# RCI: Residence Dehon and Dimore la Vecchia Firenze



## MCPokerAce (Nov 7, 2009)

My wife and I are looking to spend two weeks in Italy for our 10th Anniversary. We're members of Shell Vacations Club and would use our points to exchange with RCI. We're particularly interested in Residence Dehon and Dimore la Vecchia Firenze. Does anyone have any reviews or experiences with these properties? What other Italian RCI properties do people recommend?


----------



## DeniseM (Nov 7, 2009)

If you *join TUG*, you will be able to access our Member's timeshare reviews, with ratings and reviews of Italian properties.  There are 31 resorts in the reviews for Italy.

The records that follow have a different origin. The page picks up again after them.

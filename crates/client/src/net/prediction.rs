use log::debug;

use volley::{
    Buttons, ClientInputLedger, ClientState, Locomotion, LocomotionCommand, Transform,
};

/// Locally predicted transform of the client's own entity plus its unacknowledged inputs.
#[derive(Debug, Default)]
pub struct ClientPrediction {
    transform: Transform,
    ledger: ClientInputLedger,
    corrections: u64,
}

impl ClientPrediction {
    pub fn new(transform: Transform) -> Self {
        Self {
            transform,
            ledger: ClientInputLedger::new(),
            corrections: 0,
        }
    }

    pub fn transform(&self) -> Transform {
        self.transform
    }

    pub fn ledger(&self) -> &ClientInputLedger {
        &self.ledger
    }

    pub fn corrections(&self) -> u64 {
        self.corrections
    }

    pub fn batch(&self, limit: usize) -> Vec<LocomotionCommand> {
        self.ledger.batch(limit)
    }

    /// Records this tick's input and applies it at once, followed by one frame of passive force.
    pub fn predict<L: Locomotion>(
        &mut self,
        locomotion: &L,
        buttons: Buttons,
        dt: f32,
    ) -> LocomotionCommand {
        let command = self.ledger.record(buttons);
        if buttons.is_moving() {
            self.transform = locomotion.step(self.transform, &command, dt);
        }
        self.transform = locomotion.settle(self.transform, dt);
        command
    }

    /// Rebases on the server's view of this entity and replays every input it has not seen.
    /// Returns true when the predicted transform was replaced.
    pub fn reconcile<L: Locomotion>(
        &mut self,
        locomotion: &L,
        authoritative: &ClientState,
        dt: f32,
    ) -> bool {
        let Some(acknowledged) = authoritative.last_input else {
            return false;
        };
        self.ledger.discard_acknowledged(acknowledged);
        if !self.ledger.begin_reconcile(acknowledged) {
            return false;
        }

        let mut transform = authoritative.transform;
        for command in self.ledger.pending() {
            transform = locomotion.step(transform, &command, dt);
        }

        let drift = transform.position.distance(self.transform.position);
        if drift > f32::EPSILON {
            debug!("Reconciled after input {} with drift {:.4}", acknowledged, drift);
        }
        self.transform = transform;
        self.corrections += 1;
        true
    }
}

#[cfg(test)]
mod tests {
    use glam::Vec3;
    use volley::{ClientId, KinematicMover};

    use super::*;

    const DT: f32 = 1.0 / 60.0;

    fn acked(id: u32, transform: Transform) -> ClientState {
        ClientState {
            id: ClientId(0),
            last_input: Some(id),
            health: 100,
            transform,
        }
    }

    #[test]
    fn prediction_moves_immediately() {
        let mover = KinematicMover::default();
        let mut prediction = ClientPrediction::default();
        let command = prediction.predict(&mover, Buttons::FORWARD, DT);
        assert_eq!(command.id, 0);
        assert!(prediction.transform().position.z > 0.0);
        assert_eq!(prediction.ledger().len(), 1);
    }

    #[test]
    fn reconcile_replays_unacknowledged() {
        let mover = KinematicMover::default();
        let mut prediction = ClientPrediction::default();
        for _ in 0..5 {
            prediction.predict(&mover, Buttons::FORWARD, DT);
        }
        let predicted = prediction.transform();

        let mut server_view = Transform::default();
        for id in 0..3 {
            let command = LocomotionCommand::new(id, Buttons::FORWARD);
            server_view = mover.step(server_view, &command, DT);
        }

        assert!(prediction.reconcile(&mover, &acked(2, server_view), DT));
        assert_eq!(prediction.ledger().len(), 2);
        assert!((prediction.transform().position - predicted.position).length() < 1e-4);
    }

    #[test]
    fn server_correction_overrides_prediction() {
        let mover = KinematicMover::default();
        let mut prediction = ClientPrediction::default();
        prediction.predict(&mover, Buttons::FORWARD, DT);
        prediction.predict(&mover, Buttons::FORWARD, DT);

        let teleported = Transform::new(Vec3::new(50.0, 0.0, 0.0), glam::Quat::IDENTITY);
        assert!(prediction.reconcile(&mover, &acked(0, teleported), DT));
        let position = prediction.transform().position;
        assert_eq!(position.x, 50.0);
        assert!((position.z - 8.0 * DT).abs() < 1e-5);
    }

    #[test]
    fn stale_acknowledgement_is_ignored() {
        let mover = KinematicMover::default();
        let mut prediction = ClientPrediction::default();
        for _ in 0..4 {
            prediction.predict(&mover, Buttons::FORWARD, DT);
        }
        assert!(prediction.reconcile(&mover, &acked(2, Transform::default()), DT));
        let after = prediction.transform();

        assert!(!prediction.reconcile(&mover, &acked(1, Transform::default()), DT));
        assert!(!prediction.reconcile(&mover, &acked(2, Transform::default()), DT));
        assert_eq!(prediction.transform(), after);
        assert_eq!(prediction.corrections(), 1);

        let mut unacked = acked(0, Transform::default());
        unacked.last_input = None;
        assert!(!prediction.reconcile(&mover, &unacked, DT));
    }
}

To find info. about Italy that has already been posted, use the "Search this forum" button and search for Italy.


----------



## jerseygirl (Nov 7, 2009)

We stayed at Residence Dehon in Rome about 5-7 years ago.  It's a bit far from central Rome (west of the Vatican), but had great transportation options so we were happy to get it.  From memory, it was about a 5 minute walk to the bus.  Once on the bus, you could either stay on all the way to Piazza Venezia (20 minutes?), or jump off a few minutes later and take the subway (faster, of course).  We did both, but generally preferred the bus as it usually wasn't crowded and we enjoyed the sightseeing and people watching.  The bus line goes right through Vatican City.  

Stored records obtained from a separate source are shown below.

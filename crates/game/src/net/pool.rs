use std::net::SocketAddr;
use std::ops::{Deref, DerefMut};
use std::sync::{Arc, Mutex, MutexGuard, PoisonError};

use crate::codec::{BitBuffer, CodecError};

pub const MESSAGE_CAPACITY: usize = 8 * 1024;
pub const DEFAULT_MAX_IDLE: usize = 256;

/// A bit buffer plus the address it arrived from.
#[derive(Debug, Clone)]
pub struct MessageBuffer {
    buffer: BitBuffer,
    sender: Option<SocketAddr>,
}

impl MessageBuffer {
    pub fn new(capacity: usize) -> Self {
        Self {
            buffer: BitBuffer::with_capacity(capacity),
            sender: None,
        }
    }

    pub fn buffer(&self) -> &BitBuffer {
        &self.buffer
    }

    pub fn buffer_mut(&mut self) -> &mut BitBuffer {
        &mut self.buffer
    }

    pub fn sender(&self) -> Option<SocketAddr> {
        self.sender
    }

    pub fn set_sender(&mut self, addr: SocketAddr) {
        self.sender = Some(addr);
    }

    pub fn payload(&self) -> &[u8] {
        self.buffer.as_bytes()
    }

    pub fn fill_from(&mut self, data: &[u8], from: SocketAddr) -> Result<(), CodecError> {
        self.buffer.load(data)?;
        self.sender = Some(from);
        Ok(())
    }

    fn reset(&mut self) {
        self.buffer.clear();
        self.sender = None;
    }
}

#[derive(Debug)]
struct PoolInner {
    idle: Mutex<Vec<MessageBuffer>>,
    message_capacity: usize,
    max_idle: usize,
}

/// Shared free list of message buffers. Clones refer to the same pool.
#[derive(Debug, Clone)]
pub struct MessagePool {
    inner: Arc<PoolInner>,
}

impl Default for MessagePool {
    fn default() -> Self {
        Self::new(MESSAGE_CAPACITY, DEFAULT_MAX_IDLE)
    }
}

impl MessagePool {
    pub fn new(message_capacity: usize, max_idle: usize) -> Self {
        Self {
            inner: Arc::new(PoolInner {
                idle: Mutex::new(Vec::new()),
                message_capacity,
                max_idle,
            }),
        }
    }

    pub fn obtain(&self) -> PooledMessage {
        let message = self
            .idle()
            .pop()
            .unwrap_or_else(|| MessageBuffer::new(self.inner.message_capacity));
        PooledMessage {
            message,
            pool: self.clone(),
        }
    }

    pub fn idle_count(&self) -> usize {
        self.idle().len()
    }

    pub fn message_capacity(&self) -> usize {
        self.inner.message_capacity
    }

    fn release(&self, mut message: MessageBuffer) {
        message.reset();
        let mut idle = self.idle();
        if idle.len() < self.inner.max_idle {
            idle.push(message);
        }
    }

    fn idle(&self) -> MutexGuard<'_, Vec<MessageBuffer>> {
        self.inner.idle.lock().unwrap_or_else(PoisonError::into_inner)
    }
}

/// Checked-out message; returns to its pool, cleared, when dropped.
#[derive(Debug)]
pub struct PooledMessage {
    message: MessageBuffer,
    pool: MessagePool,
}

impl PooledMessage {
    pub fn free(self) {}
}

impl Deref for PooledMessage {
    type Target = MessageBuffer;

    fn deref(&self) -> &MessageBuffer {
        &self.message
    }
}

impl DerefMut for PooledMessage {
    fn deref_mut(&mut self) -> &mut MessageBuffer {
        &mut self.message
    }
}

impl Drop for PooledMessage {
    fn drop(&mut self) {
        let message = std::mem::replace(&mut self.message, MessageBuffer::new(0));
        self.pool.release(message);
    }
}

Our room would probably have been classified as a studio as there was only a partial wall separating the living room/kitchen area from the sleeping area.  It was nicely furnished (not luxurious, but nice ... very clean ... everything in good shape).  For some reason, I recall that the bathroom was HUGE, comparatively speaking, and very nice!  There was just a mini-kitchen ... but it had everything we needed as we usually just had breakfast there.  

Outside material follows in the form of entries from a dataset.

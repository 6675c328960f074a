use std::fmt;

use glam::{Quat, Vec3};
use serde::{Deserialize, Serialize};

use crate::codec::{BitBuffer, CodecError};
use crate::net::wire;
use crate::simulation::SequenceId;

pub const STARTING_HEALTH: i32 = 100;

#[derive(
    Debug, Clone, Copy, PartialEq, Eq, Hash, PartialOrd, Ord, Default, Serialize, Deserialize,
)]
pub struct ClientId(pub u32);

impl fmt::Display for ClientId {
    fn fmt(&self, f: &mut fmt::Formatter<'_>) -> fmt::Result {
        write!(f, "client#{}", self.0)
    }
}

#[derive(Debug, Clone, Copy, PartialEq, Serialize, Deserialize)]
pub struct Transform {
    pub position: Vec3,
    pub rotation: Quat,
}

impl Default for Transform {
    fn default() -> Self {
        Self {
            position: Vec3::ZERO,
            rotation: Quat::IDENTITY,
        }
    }
}

impl Transform {
    pub const WIRE_BITS: usize = 7 * 32;

    pub fn new(position: Vec3, rotation: Quat) -> Self {
        Self { position, rotation }
    }

    pub fn forward(&self) -> Vec3 {
        self.rotation * Vec3::Z
    }

    /// Position lerp and shortest-arc orientation slerp; `t` is clamped to `[0, 1]`.
    pub fn interpolate(&self, target: &Transform, t: f32) -> Transform {
        let t = t.clamp(0.0, 1.0);
        let mut to = target.rotation;
        if self.rotation.dot(to) < 0.0 {
            to = -to;
        }
        Transform {
            position: self.position.lerp(target.position, t),
            rotation: self.rotation.slerp(to, t),
        }
    }

    pub fn encode(&self, buf: &mut BitBuffer) -> Result<(), CodecError> {
        for value in self.position.to_array() {
            buf.put_float(value)?;
        }
        for value in self.rotation.to_array() {
            buf.put_float(value)?;
        }
        Ok(())
    }

    /// Orientation is read back as sent; no normalization.
    pub fn decode(buf: &mut BitBuffer) -> Result<Self, CodecError> {
        let position = Vec3::new(buf.get_float()?, buf.get_float()?, buf.get_float()?);
        let rotation = Quat::from_xyzw(
            buf.get_float()?,
            buf.get_float()?,
            buf.get_float()?,
            buf.get_float()?,
        );
        Ok(Self { position, rotation })
    }
}

/// One entity's authoritative state as carried by Join, JoinBroadcast and Snapshot messages.
#[derive(Debug, Clone, Copy, PartialEq)]
pub struct ClientState {
    pub id: ClientId,
    pub last_input: Option<SequenceId>,
    pub health: i32,
    pub transform: Transform,
}

impl ClientState {
    pub const WIRE_BITS: usize = 3 * wire::FIELD_BITS + Transform::WIRE_BITS;

    pub fn spawned(id: ClientId, transform: Transform) -> Self {
        Self {
            id,
            last_input: None,
            health: STARTING_HEALTH,
            transform,
        }
    }

    pub fn is_eliminated(&self) -> bool {
        self.health <= 0
    }

    pub fn encode(&self, buf: &mut BitBuffer) -> Result<(), CodecError> {
        wire::put_id(buf, self.id.0)?;
        wire::put_mark(buf, self.last_input)?;
        buf.put_int(self.health)?;
        self.transform.encode(buf)
    }

    pub fn decode(buf: &mut BitBuffer) -> Result<Self, CodecError> {
        let id = ClientId(wire::get_id(buf)?);
        let last_input = wire::get_mark(buf)?;
        let health = buf.get_int()?;
        let transform = Transform::decode(buf)?;
        Ok(Self {
            id,
            last_input,
            health,
            transform,
        })
    }
}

They offered us some sort of "half board" option when we checked in, but we declined.  It seemed as if a lot of the big tour companies stayed there (you could see their buses -- because it was off the beaten path, there was actual room for bus parking) and they possibly offered meals with their tours.  We had one dinner there, it was okay -- but you got what they had (no menu), so I wouldn't consider it as having a full-service restaurant!  It wasn't terrible or anything, but I wouldn't make it a point to return!

Oh -- and there was a small pool.  Quite unusual for Rome.  But we were there in the heat of the summer, so we did jump in once or twice just to cool down.

The only negative I remember is that on the walk home from the bus, the resort was uphill -- and it seemed steep after a LONG day of walking.  I can remember thinking, "I'm never going to make it up this hill," but of course I always did!  I mention it in case someone in your party has trouble walking uphill.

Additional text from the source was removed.